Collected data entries
▬▬▬▬▬▬

use chrono::{DateTime, Utc};
use serde::{Deserialize, Serialize};

use crate::utils::session::Role;

#[derive(Debug, Serialize, Deserialize, Clone, Copy, PartialEq, Eq, Default)]
#[serde(rename_all = "lowercase")]
pub enum CommentStatus {
    #[default]
    Visible,
    Hidden,
}

#[derive(Debug, Serialize, Deserialize, Clone, PartialEq)]
#[serde(rename_all = "camelCase")]
pub struct Comment {
    pub target_id: String,
    pub user_id: String,
    #[serde(default)]
    pub user_name: String,
    #[serde(default)]
    pub user_role: Role,
    pub text: String,
    #[serde(default, skip_serializing_if = "Option::is_none")]
    pub parent_id: Option<String>,
    pub likes: u64,
    #[serde(with = "chrono::serde::ts_milliseconds")]
    pub created_at: DateTime<Utc>,
    #[serde(default)]
    pub status: CommentStatus,
}

impl Comment {
    pub fn is_root(&self) -> bool {
        self.parent_id.is_none()
    }
}

#[derive(Debug, Serialize, Deserialize, Clone, PartialEq)]
#[serde(rename_all = "camelCase")]
pub struct LikeRecord {
    pub comment_id: String,
    pub user_id: String,
    #[serde(with = "chrono::serde::ts_milliseconds")]
    pub timestamp: DateTime<Utc>,
}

▬▬▬▬▬▬

Instructions to follow: What is the number of lines in the records that hold the word "Serialize"? Answer with that number by itself.

Answer below: 4